About this task:
Your task is to copy each line of the material that includes "GamutPolicy".
· · · ·
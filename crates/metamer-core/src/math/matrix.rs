//! 3x3 Matrix operations for colour space basis changes
//!
//! A colour system's primaries form the columns of a basis matrix; its inverse
//! (row-scaled by the white point) maps XYZ into RGB.
//! All operations use f64.

use std::ops::{Index, Mul};

/// Determinants below this magnitude are treated as singular
pub const SINGULAR_EPSILON: f64 = 1e-14;

#[inline]
fn dot(a: [f64; 3], b: [f64; 3]) -> f64 {
    a[0] * b[0] + a[1] * b[1] + a[2] * b[2]
}

#[inline]
fn cross(a: [f64; 3], b: [f64; 3]) -> [f64; 3] {
    [
        a[1] * b[2] - a[2] * b[1],
        a[2] * b[0] - a[0] * b[2],
        a[0] * b[1] - a[1] * b[0],
    ]
}

/// Row-major 3x3 matrix, `m[row][col]`
#[derive(Debug, Clone, Copy, PartialEq)]
pub struct Matrix3x3 {
    pub m: [[f64; 3]; 3],
}

impl Matrix3x3 {
    #[inline]
    pub const fn new(m: [[f64; 3]; 3]) -> Self {
        Self { m }
    }

    /// Matrix whose columns are `c0`, `c1`, `c2`
    #[inline]
    pub const fn from_columns(c0: [f64; 3], c1: [f64; 3], c2: [f64; 3]) -> Self {
        Self {
            m: [
                [c0[0], c1[0], c2[0]],
                [c0[1], c1[1], c2[1]],
                [c0[2], c1[2], c2[2]],
            ],
        }
    }

    /// Create an identity matrix
    #[inline]
    pub const fn identity() -> Self {
        Self {
            m: [[1.0, 0.0, 0.0], [0.0, 1.0, 0.0], [0.0, 0.0, 1.0]],
        }
    }

    #[inline]
    pub const fn column(&self, col: usize) -> [f64; 3] {
        [self.m[0][col], self.m[1][col], self.m[2][col]]
    }

    /// `M × v`
    #[inline]
    pub fn multiply_vec(&self, v: [f64; 3]) -> [f64; 3] {
        self.m.map(|row| dot(row, v))
    }

    /// Row-by-column product `self × other`
    pub fn multiply(&self, other: &Self) -> Self {
        let cols = [other.column(0), other.column(1), other.column(2)];
        Self {
            m: self.m.map(|row| cols.map(|col| dot(row, col))),
        }
    }

    /// Triple product of the columns
    #[inline]
    pub fn determinant(&self) -> f64 {
        dot(self.column(0), cross(self.column(1), self.column(2)))
    }

    /// Inverse, or `None` when the columns are (nearly) linearly dependent
    ///
    /// Row i of the inverse is the cross product of the other two columns
    /// divided by the determinant.
    pub fn inverse(&self) -> Option<Self> {
        let [c0, c1, c2] = [self.column(0), self.column(1), self.column(2)];
        let det = dot(c0, cross(c1, c2));
        if !det.is_finite() || det.abs() < SINGULAR_EPSILON {
            return None;
        }
        let rows = [cross(c1, c2), cross(c2, c0), cross(c0, c1)];
        Some(Self {
            m: rows.map(|row| row.map(|v| v / det)),
        })
    }

    /// Divide each row by the matching element of `divisors`
    ///
    /// Row i of the result is `self[i] / divisors[i]`.
    #[inline]
    pub fn scale_rows_inv(&self, divisors: [f64; 3]) -> Self {
        let mut m = self.m;
        for (row, d) in m.iter_mut().zip(divisors) {
            for value in row.iter_mut() {
                *value /= d;
            }
        }
        Self { m }
    }

    /// Element-wise comparison within `epsilon`
    pub fn approx_eq(&self, other: &Self, epsilon: f64) -> bool {
        self.m
            .iter()
            .flatten()
            .zip(other.m.iter().flatten())
            .all(|(a, b)| (a - b).abs() <= epsilon)
    }

    pub fn is_identity(&self, epsilon: f64) -> bool {
        self.approx_eq(&Self::identity(), epsilon)
    }
}

impl Index<usize> for Matrix3x3 {
    type Output = [f64; 3];

    fn index(&self, row: usize) -> &Self::Output {
        &self.m[row]
    }
}

impl Mul for Matrix3x3 {
    type Output = Self;

    fn mul(self, rhs: Self) -> Self::Output {
        self.multiply(&rhs)
    }
}

impl Mul<[f64; 3]> for Matrix3x3 {
    type Output = [f64; 3];

    fn mul(self, rhs: [f64; 3]) -> Self::Output {
        self.multiply_vec(rhs)
    }
}
//! # metamer-tests
//!
//! Property and end-to-end tests for `metamer-core` and `metamer-tones`.
//!
//! ## Test Categories
//!
//! 1. **Gamut**: neutrality, desaturation and normalization invariants
//! 2. **Spectra**: single tones, mixtures and custom colour-matching tables
//! 3. **Tritones**: patch colours against direct conversions
//! 4. **Config**: JSON descriptions of the presets
//!
//! Random inputs come from seeded ChaCha generators so failures reproduce.

pub mod checks;
pub mod patterns;

pub use checks::{assert_normalized, hex_channels};
pub use patterns::{SEED, seeded};
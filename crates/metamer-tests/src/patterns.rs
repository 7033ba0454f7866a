//! Test input generation

use metamer_core::{ColourSystem, Rgb, Spectrum, WavelengthGrid, Xyz};
use rand::prelude::*;
use rand_chacha::ChaCha8Rng;

/// Default seed for property tests
pub const SEED: u64 = 0x6d65_7461_6d65_7200;

pub fn seeded(seed: u64) -> ChaCha8Rng {
    ChaCha8Rng::seed_from_u64(seed)
}

/// The seven non-black corners of the RGB cube
pub fn cube_corners() -> Vec<Rgb> {
    (1u8..8)
        .map(|mask| {
            Rgb::new(
                f64::from(mask & 0b100 != 0),
                f64::from(mask & 0b010 != 0),
                f64::from(mask & 0b001 != 0),
            )
        })
        .collect()
}

/// Non-negative linear RGB whose largest component is at least 0.01
pub fn in_gamut_rgb(rng: &mut impl Rng, count: usize) -> Vec<Rgb> {
    (0..count)
        .map(|_| {
            let mut c = [rng.r#gen::<f64>(), rng.r#gen::<f64>(), rng.r#gen::<f64>()];
            let brightest = rng.gen_range(0..3);
            c[brightest] = c[brightest].max(0.01);
            Rgb::from_array(c)
        })
        .collect()
}

/// Linear RGB with at least one component at or below -0.05
pub fn out_of_gamut_rgb(rng: &mut impl Rng, count: usize) -> Vec<Rgb> {
    (0..count)
        .map(|_| {
            let mut c = [
                rng.gen_range(-1.0..1.0),
                rng.gen_range(-1.0..1.0),
                rng.gen_range(-1.0..1.0),
            ];
            let negative = rng.gen_range(0..3);
            c[negative] = -rng.gen_range(0.05..1.0);
            Rgb::from_array(c)
        })
        .collect()
}

/// XYZ values that `system` maps to out-of-gamut linear RGB
pub fn out_of_gamut_xyz(system: &ColourSystem, rng: &mut impl Rng, count: usize) -> Vec<Xyz> {
    out_of_gamut_rgb(rng, count)
        .into_iter()
        .map(|rgb| system.linear_rgb_to_xyz(rgb))
        .collect()
}

/// `(wavelength_nm, amplitude)` pairs strictly inside 380-780 nm
pub fn random_tones(rng: &mut impl Rng, count: usize) -> Vec<(f64, f64)> {
    (0..count)
        .map(|_| (rng.gen_range(381.0..779.0), rng.gen_range(0.05..1.0)))
        .collect()
}

/// Spectrum with `bands` random non-zero samples
pub fn random_spectrum(grid: WavelengthGrid, rng: &mut impl Rng, bands: usize) -> Spectrum {
    let mut samples = vec![0.0; grid.len];
    for _ in 0..bands {
        let index = rng.gen_range(0..grid.len);
        samples[index] += rng.gen_range(0.0..1.0);
    }
    Spectrum::from_samples(grid, samples).expect("generated samples are non-negative")
}
//! Colour system definitions read from JSON
//!
//! ```json
//! {
//!   "name": "wide",
//!   "red": [0.7347, 0.2653],
//!   "green": [0.1152, 0.8264],
//!   "blue": [0.1566, 0.0177],
//!   "white": "D50",
//!   "gamut_policy": "clip"
//! }
//! ```
//!
//! `white` is either a named white point or an `[x, y]` pair.

use std::path::Path;

use serde::{Deserialize, Serialize};

use crate::colour::{Chromaticity, white_point};
use crate::system::{ColourSystem, GamutPolicy};
use crate::{Error, Result};

/// White point given by name or by chromaticity
#[derive(Debug, Clone, PartialEq, Serialize, Deserialize)]
#[serde(untagged)]
pub enum WhiteSpec {
    Named(String),
    Xy(Chromaticity),
}

impl WhiteSpec {
    pub fn chromaticity(&self) -> Result<Chromaticity> {
        match self {
            WhiteSpec::Named(name) => white_point::from_name(name)
                .map(|w| w.chromaticity)
                .ok_or_else(|| Error::Config(format!("unknown white point {name:?}"))),
            WhiteSpec::Xy(c) => Ok(*c),
        }
    }
}

/// Serializable description of a [`ColourSystem`]
#[derive(Debug, Clone, PartialEq, Serialize, Deserialize)]
pub struct ColourSystemConfig {
    pub name: String,
    pub red: Chromaticity,
    pub green: Chromaticity,
    pub blue: Chromaticity,
    pub white: WhiteSpec,
    #[serde(default)]
    pub gamut_policy: GamutPolicy,
}

impl ColourSystemConfig {
    pub fn from_json_str(json: &str) -> Result<Self> {
        Ok(serde_json::from_str(json)?)
    }

    pub fn from_path(path: impl AsRef<Path>) -> Result<Self> {
        let text = std::fs::read_to_string(path.as_ref())?;
        let config = Self::from_json_str(&text)?;
        log::debug!("read colour system {:?} from {}", config.name, path.as_ref().display());
        Ok(config)
    }

    /// Describe an existing colour system
    pub fn describe(system: &ColourSystem) -> Self {
        let [red, green, blue] = system.primaries();
        Self {
            name: system.name().to_string(),
            red,
            green,
            blue,
            white: WhiteSpec::Xy(system.white()),
            gamut_policy: system.gamut_policy(),
        }
    }

    pub fn build(&self) -> Result<ColourSystem> {
        let white = self.white.chromaticity()?;
        Ok(
            ColourSystem::new(self.name.clone(), self.red, self.green, self.blue, white)?
                .with_gamut_policy(self.gamut_policy),
        )
    }
}
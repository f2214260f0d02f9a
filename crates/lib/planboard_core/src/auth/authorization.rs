//! Project-scoped authorization.
//!
//! A guard, not a filter: every operation that mutates a project-scoped
//! resource must call [`AuthorizationEngine::has_project_permission`] (or
//! [`AuthorizationEngine::require_project_role`]) before acting. Nothing here
//! intercepts requests on its own.

use std::sync::Arc;

use tracing::{debug, warn};

use super::AuthError;
use super::roles::{Role, satisfies};
use crate::models::auth::Identity;
use crate::store::ProjectRoleRepository;

/// Evaluates a caller's project role against a required role.
#[derive(Clone)]
pub struct AuthorizationEngine {
    roles: Arc<dyn ProjectRoleRepository>,
}

impl AuthorizationEngine {
    pub fn new(roles: Arc<dyn ProjectRoleRepository>) -> Self {
        Self { roles }
    }

    /// Fails closed: `false` without an identity, without a role row, on
    /// storage failure, or when either role is outside the hierarchy.
    pub async fn has_project_permission(
        &self,
        identity: Option<&Identity>,
        project_id: &str,
        required_role: &str,
    ) -> bool {
        let Some(identity) = identity else {
            return false;
        };

        let user_role = match self
            .roles
            .find_project_role(project_id, &identity.user_id)
            .await
        {
            Ok(Some(role)) => role,
            Ok(None) => {
                debug!(project_id, user_id = %identity.user_id, "no project role");
                return false;
            }
            Err(e) => {
                warn!(project_id, error = %e, "project role lookup failed");
                return false;
            }
        };

        satisfies(&user_role, required_role)
    }

    /// Error-returning form of [`Self::has_project_permission`].
    ///
    /// No identity is [`AuthError::Unauthorized`]; a known identity without
    /// enough rank is [`AuthError::Forbidden`].
    pub async fn require_project_role(
        &self,
        identity: Option<&Identity>,
        project_id: &str,
        required: Role,
    ) -> Result<(), AuthError> {
        if identity.is_none() {
            return Err(AuthError::Unauthorized);
        }
        if self
            .has_project_permission(identity, project_id, required.as_str())
            .await
        {
            Ok(())
        } else {
            Err(AuthError::Forbidden)
        }
    }
}

#[cfg(test)]
mod tests {
    use async_trait::async_trait;

    use super::*;
    use crate::store::MemoryStore;

    struct BrokenRoles;

    #[async_trait]
    impl ProjectRoleRepository for BrokenRoles {
        async fn find_project_role(
            &self,
            _project_id: &str,
            _user_id: &str,
        ) -> Result<Option<String>, AuthError> {
            Err(AuthError::Storage(sqlx::Error::PoolClosed))
        }

        async fn upsert_project_role(
            &self,
            _project_id: &str,
            _user_id: &str,
            _role: &str,
        ) -> Result<(), AuthError> {
            Err(AuthError::Storage(sqlx::Error::PoolClosed))
        }
    }

    async fn engine_with(role: &str) -> AuthorizationEngine {
        let mem = MemoryStore::new();
        mem.upsert_project_role("project-1", "alice", role)
            .await
            .unwrap();
        AuthorizationEngine::new(Arc::new(mem))
    }

    #[tokio::test]
    async fn anonymous_is_denied() {
        let engine = engine_with("OWNER").await;
        assert!(!engine.has_project_permission(None, "project-1", "VIEWER").await);
    }

    #[tokio::test]
    async fn role_rank_decides() {
        let engine = engine_with("MEMBER").await;
        let alice = Identity::new("alice");
        assert!(engine.has_project_permission(Some(&alice), "project-1", "VIEWER").await);
        assert!(engine.has_project_permission(Some(&alice), "project-1", "member").await);
        assert!(!engine.has_project_permission(Some(&alice), "project-1", "ADMIN").await);
    }

    #[tokio::test]
    async fn missing_row_is_denied() {
        let engine = engine_with("OWNER").await;
        let alice = Identity::new("alice");
        let bob = Identity::new("bob");
        assert!(!engine.has_project_permission(Some(&alice), "project-2", "VIEWER").await);
        assert!(!engine.has_project_permission(Some(&bob), "project-1", "VIEWER").await);
    }

    #[tokio::test]
    async fn unknown_roles_are_denied() {
        let engine = engine_with("SUPERUSER").await;
        let alice = Identity::new("alice");
        assert!(!engine.has_project_permission(Some(&alice), "project-1", "VIEWER").await);

        let engine = engine_with("OWNER").await;
        assert!(!engine.has_project_permission(Some(&alice), "project-1", "ROOT").await);
    }

    #[tokio::test]
    async fn storage_failure_is_denied() {
        let engine = AuthorizationEngine::new(Arc::new(BrokenRoles));
        let alice = Identity::new("alice");
        assert!(!engine.has_project_permission(Some(&alice), "project-1", "VIEWER").await);
    }

    #[tokio::test]
    async fn require_distinguishes_unauthorized_from_forbidden() {
        let engine = engine_with("VIEWER").await;
        let alice = Identity::new("alice");
        assert!(matches!(
            engine.require_project_role(None, "project-1", Role::Viewer).await,
            Err(AuthError::Unauthorized)
        ));
        assert!(matches!(
            engine
                .require_project_role(Some(&alice), "project-1", Role::Admin)
                .await,
            Err(AuthError::Forbidden)
        ));
        assert!(
            engine
                .require_project_role(Some(&alice), "project-1", Role::Viewer)
                .await
                .is_ok()
        );
    }
}
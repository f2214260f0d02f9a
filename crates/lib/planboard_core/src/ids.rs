//! Row identifiers for sessions and project roles.
//!
//! These rows are written app-side with UUIDv7 ids so listing them by id
//! follows creation order. User ids come from the database default
//! (`gen_random_uuid()`, v4).

use uuid::Uuid;

/// New time-ordered row id in canonical hyphenated form.
pub fn new_row_id() -> String {
    Uuid::now_v7().to_string()
}
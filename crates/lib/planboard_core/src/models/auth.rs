//! Authentication domain models.
//!
//! These are internal domain models, distinct from the API request and
//! response types (which carry `#[serde(rename)]` for camelCase etc.).

use chrono::{DateTime, Utc};
use serde::{Deserialize, Serialize};

/// Domain user.
#[derive(Debug, Clone, PartialEq, Eq, Serialize, Deserialize)]
pub struct User {
    pub id: String,
    pub email: String,
    pub name: Option<String>,
}

/// User with password hash (for internal auth flows).
#[derive(Debug, Clone)]
pub struct UserWithPassword {
    pub user: User,
    pub password_hash: Option<String>,
}

/// Session record stored in the `sessions` table.
///
/// Never updated in place: created at login, read on every request,
/// deleted at logout.
#[derive(Debug, Clone)]
pub struct Session {
    pub id: String,
    pub user_id: String,
    /// Opaque bearer secret; unique across all sessions.
    pub token: String,
    pub created_at: DateTime<Utc>,
    pub expires_at: DateTime<Utc>,
}

impl Session {
    /// A session is valid strictly before its expiry instant.
    pub fn is_valid_at(&self, now: DateTime<Utc>) -> bool {
        now < self.expires_at
    }
}

/// A user's role within one project. Role text is kept as stored;
/// normalisation happens in [`crate::auth::roles`].
#[derive(Debug, Clone)]
pub struct ProjectRole {
    pub id: String,
    pub project_id: String,
    pub user_id: String,
    pub role: String,
}

/// Resolved caller identity, attached to a request once its session
/// validates. Used as the typed request-scope key.
#[derive(Debug, Clone, PartialEq, Eq, Hash, Serialize, Deserialize)]
pub struct Identity {
    pub user_id: String,
}

impl Identity {
    pub fn new(user_id: impl Into<String>) -> Self {
        Self {
            user_id: user_id.into(),
        }
    }
}
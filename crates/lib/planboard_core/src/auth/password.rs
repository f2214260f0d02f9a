//! Password hashing via bcrypt.

use super::AuthError;

/// Default bcrypt cost factor.
pub const DEFAULT_BCRYPT_COST: u32 = 14;

pub const MIN_BCRYPT_COST: u32 = 4;
pub const MAX_BCRYPT_COST: u32 = 31;

/// Shortest accepted password, in characters.
pub const MIN_PASSWORD_LEN: usize = 8;

/// Longest accepted password, in bytes. bcrypt only reads this many.
pub const MAX_PASSWORD_BYTES: usize = 72;

/// Salted, adaptive password hashing with a fixed work factor.
///
/// The salt is embedded in the produced hash string, so nothing besides the
/// hash needs to be stored.
#[derive(Debug, Clone, Copy)]
pub struct PasswordHasher {
    cost: u32,
}

impl PasswordHasher {
    /// Create a hasher with the given bcrypt cost (4..=31).
    pub fn new(cost: u32) -> Result<Self, AuthError> {
        if !(MIN_BCRYPT_COST..=MAX_BCRYPT_COST).contains(&cost) {
            return Err(AuthError::ValidationError(format!(
                "bcrypt cost must be between {MIN_BCRYPT_COST} and {MAX_BCRYPT_COST}"
            )));
        }
        Ok(Self { cost })
    }

    pub fn cost(&self) -> u32 {
        self.cost
    }

    /// Hash a password with bcrypt at the configured cost.
    ///
    /// Passwords over [`MAX_PASSWORD_BYTES`] are refused rather than
    /// silently truncated.
    pub fn hash_password(&self, password: &str) -> Result<String, AuthError> {
        if password.len() > MAX_PASSWORD_BYTES {
            return Err(AuthError::PasswordTooLong);
        }
        bcrypt::non_truncating_hash(password, self.cost)
            .map_err(|e| AuthError::Internal(format!("bcrypt hash: {e}")))
    }

    /// Verify a password against a bcrypt hash.
    ///
    /// A malformed hash or an over-long password reads as a mismatch;
    /// callers only ever see `false`.
    pub fn check_password(&self, password: &str, hash: &str) -> bool {
        bcrypt::non_truncating_verify(password, hash).unwrap_or(false)
    }
}

impl Default for PasswordHasher {
    fn default() -> Self {
        Self {
            cost: DEFAULT_BCRYPT_COST,
        }
    }
}

/// Apply the password policy: at least [`MIN_PASSWORD_LEN`] characters and
/// at most [`MAX_PASSWORD_BYTES`] bytes.
pub fn validate_password(password: &str) -> Result<(), AuthError> {
    if password.chars().count() < MIN_PASSWORD_LEN {
        return Err(AuthError::PasswordTooShort);
    }
    if password.len() > MAX_PASSWORD_BYTES {
        return Err(AuthError::PasswordTooLong);
    }
    Ok(())
}
//! Request handlers.

pub mod auth;
pub mod health;
pub mod projects;
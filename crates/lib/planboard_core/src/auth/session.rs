//! Database-backed session lifecycle.
//!
//! Sessions are opaque random tokens. Every validation re-reads the store;
//! there is no in-process cache to invalidate.
//!
//! Logout race: `destroy_session` is not ordered against a concurrent
//! `validate_session` on the same token. A validation whose read started
//! before the delete committed may still succeed once. That window is bounded
//! by a single query and is accepted; no locking is used to close it.

use std::sync::Arc;

use base64::Engine;
use base64::engine::general_purpose::URL_SAFE_NO_PAD;
use chrono::{Duration, Utc};
use rand::{Rng, rng};
use tracing::{debug, warn};

use super::AuthError;
use crate::models::auth::Session;
use crate::store::SessionRepository;
use crate::ids::new_row_id;

/// Session lifetime: 7 days.
pub const SESSION_TTL_DAYS: i64 = 7;

/// Random bytes per token (256 bits).
const TOKEN_BYTES: usize = 32;

/// Session lifetime as a `chrono::Duration`.
pub fn session_ttl() -> Duration {
    Duration::days(SESSION_TTL_DAYS)
}

/// Generate a session token: 32 bytes from the thread-local CSPRNG,
/// URL-safe base64 without padding (43 chars).
pub fn generate_token() -> String {
    let mut bytes = [0u8; TOKEN_BYTES];
    rng().fill(&mut bytes);
    URL_SAFE_NO_PAD.encode(bytes)
}

/// Creates, validates and destroys sessions against a [`SessionRepository`].
#[derive(Clone)]
pub struct SessionStore {
    repo: Arc<dyn SessionRepository>,
}

impl SessionStore {
    pub fn new(repo: Arc<dyn SessionRepository>) -> Self {
        Self { repo }
    }

    /// Start a session for `user_id` and return its token.
    ///
    /// No uniqueness pre-check is made; the store's unique constraint on
    /// `token` is the guard.
    pub async fn create_session(&self, user_id: &str) -> Result<String, AuthError> {
        let now = Utc::now();
        let session = Session {
            id: new_row_id(),
            user_id: user_id.to_string(),
            token: generate_token(),
            created_at: now,
            expires_at: now + session_ttl(),
        };
        self.repo.insert_session(&session).await?;
        debug!(user_id, session_id = %session.id, "session created");
        Ok(session.token)
    }

    /// Resolve a token to its user id.
    ///
    /// Missing, expired and unreadable sessions all yield
    /// [`AuthError::InvalidOrExpiredSession`].
    pub async fn validate_session(&self, token: &str) -> Result<String, AuthError> {
        match self.repo.find_valid_session(token).await {
            Ok(Some(session)) => Ok(session.user_id),
            Ok(None) => Err(AuthError::InvalidOrExpiredSession),
            Err(e) => {
                warn!(error = %e, "session lookup failed");
                Err(AuthError::InvalidOrExpiredSession)
            }
        }
    }

    /// Delete the session for `token`. Unknown tokens are not an error.
    pub async fn destroy_session(&self, token: &str) -> Result<(), AuthError> {
        self.repo.delete_session(token).await
    }
}
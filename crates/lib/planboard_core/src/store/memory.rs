//! In-process adapter. Same uniqueness rules as the SQL schema.

use std::collections::HashMap;
use std::sync::Arc;

use async_trait::async_trait;
use chrono::Utc;
use tokio::sync::RwLock;

use super::{ProjectRoleRepository, SessionRepository, UserRepository};
use crate::auth::AuthError;
use crate::models::auth::{ProjectRole, Session, User, UserWithPassword};
use crate::ids::new_row_id;

#[derive(Default)]
struct Tables {
    /// Keyed by token.
    sessions: HashMap<String, Session>,
    /// Keyed by `(project_id, user_id)`.
    project_roles: HashMap<(String, String), ProjectRole>,
    /// Keyed by user id.
    users: HashMap<String, UserWithPassword>,
}

/// Cloneable handle to shared in-memory tables.
#[derive(Clone, Default)]
pub struct MemoryStore {
    tables: Arc<RwLock<Tables>>,
}

impl MemoryStore {
    pub fn new() -> Self {
        Self::default()
    }

    /// Number of stored sessions, expired ones included.
    pub async fn session_count(&self) -> usize {
        self.tables.read().await.sessions.len()
    }
}

#[async_trait]
impl SessionRepository for MemoryStore {
    async fn insert_session(&self, session: &Session) -> Result<(), AuthError> {
        let mut tables = self.tables.write().await;
        if tables.sessions.contains_key(&session.token) {
            return Err(AuthError::Internal("duplicate session token".into()));
        }
        tables
            .sessions
            .insert(session.token.clone(), session.clone());
        Ok(())
    }

    async fn find_valid_session(&self, token: &str) -> Result<Option<Session>, AuthError> {
        let now = Utc::now();
        let tables = self.tables.read().await;
        Ok(tables
            .sessions
            .get(token)
            .filter(|s| s.is_valid_at(now))
            .cloned())
    }

    async fn delete_session(&self, token: &str) -> Result<(), AuthError> {
        self.tables.write().await.sessions.remove(token);
        Ok(())
    }
}

#[async_trait]
impl ProjectRoleRepository for MemoryStore {
    async fn find_project_role(
        &self,
        project_id: &str,
        user_id: &str,
    ) -> Result<Option<String>, AuthError> {
        let tables = self.tables.read().await;
        Ok(tables
            .project_roles
            .get(&(project_id.to_string(), user_id.to_string()))
            .map(|r| r.role.clone()))
    }

    async fn upsert_project_role(
        &self,
        project_id: &str,
        user_id: &str,
        role: &str,
    ) -> Result<(), AuthError> {
        let mut tables = self.tables.write().await;
        let key = (project_id.to_string(), user_id.to_string());
        match tables.project_roles.get_mut(&key) {
            Some(existing) => existing.role = role.to_string(),
            None => {
                tables.project_roles.insert(
                    key,
                    ProjectRole {
                        id: new_row_id(),
                        project_id: project_id.to_string(),
                        user_id: user_id.to_string(),
                        role: role.to_string(),
                    },
                );
            }
        }
        Ok(())
    }
}

#[async_trait]
impl UserRepository for MemoryStore {
    async fn find_user_by_email(&self, email: &str) -> Result<Option<UserWithPassword>, AuthError> {
        let tables = self.tables.read().await;
        Ok(tables
            .users
            .values()
            .find(|u| u.user.email == email)
            .cloned())
    }

    async fn find_user_by_id(&self, user_id: &str) -> Result<Option<User>, AuthError> {
        let tables = self.tables.read().await;
        Ok(tables.users.get(user_id).map(|u| u.user.clone()))
    }

    async fn create_user(
        &self,
        email: &str,
        name: Option<&str>,
        password_hash: &str,
    ) -> Result<User, AuthError> {
        let mut tables = self.tables.write().await;
        if tables.users.values().any(|u| u.user.email == email) {
            return Err(AuthError::ValidationError("Email already registered".into()));
        }
        let user = User {
            id: uuid::Uuid::new_v4().to_string(),
            email: email.to_string(),
            name: name.map(str::to_string),
        };
        tables.users.insert(
            user.id.clone(),
            UserWithPassword {
                user: user.clone(),
                password_hash: Some(password_hash.to_string()),
            },
        );
        Ok(user)
    }
}

#[cfg(test)]
mod tests {
    use chrono::Duration;

    use super::*;

    fn session(token: &str, ttl: Duration) -> Session {
        let now = Utc::now();
        Session {
            id: new_row_id(),
            user_id: "user-1".into(),
            token: token.into(),
            created_at: now,
            expires_at: now + ttl,
        }
    }

    #[tokio::test]
    async fn duplicate_token_is_rejected() {
        let store = MemoryStore::new();
        store.insert_session(&session("t", Duration::hours(1))).await.unwrap();
        let err = store
            .insert_session(&session("t", Duration::hours(1)))
            .await
            .unwrap_err();
        assert!(matches!(err, AuthError::Internal(_)));
        assert_eq!(store.session_count().await, 1);
    }

    #[tokio::test]
    async fn expired_session_is_not_found_but_still_stored() {
        let store = MemoryStore::new();
        store
            .insert_session(&session("old", Duration::seconds(-1)))
            .await
            .unwrap();
        assert!(store.find_valid_session("old").await.unwrap().is_none());
        assert_eq!(store.session_count().await, 1);
    }

    #[tokio::test]
    async fn upsert_keeps_one_row_per_pair() {
        let store = MemoryStore::new();
        store.upsert_project_role("p", "u", "VIEWER").await.unwrap();
        store.upsert_project_role("p", "u", "ADMIN").await.unwrap();
        assert_eq!(
            store.find_project_role("p", "u").await.unwrap().as_deref(),
            Some("ADMIN")
        );
        assert_eq!(store.tables.read().await.project_roles.len(), 1);
    }

    #[tokio::test]
    async fn duplicate_email_is_rejected() {
        let store = MemoryStore::new();
        store.create_user("a@example.com", None, "h").await.unwrap();
        let err = store
            .create_user("a@example.com", Some("A"), "h")
            .await
            .unwrap_err();
        assert!(matches!(err, AuthError::ValidationError(_)));
    }
}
· · · ·
Task result:
use crate::system::{ColourSystem, GamutPolicy};
    pub gamut_policy: GamutPolicy,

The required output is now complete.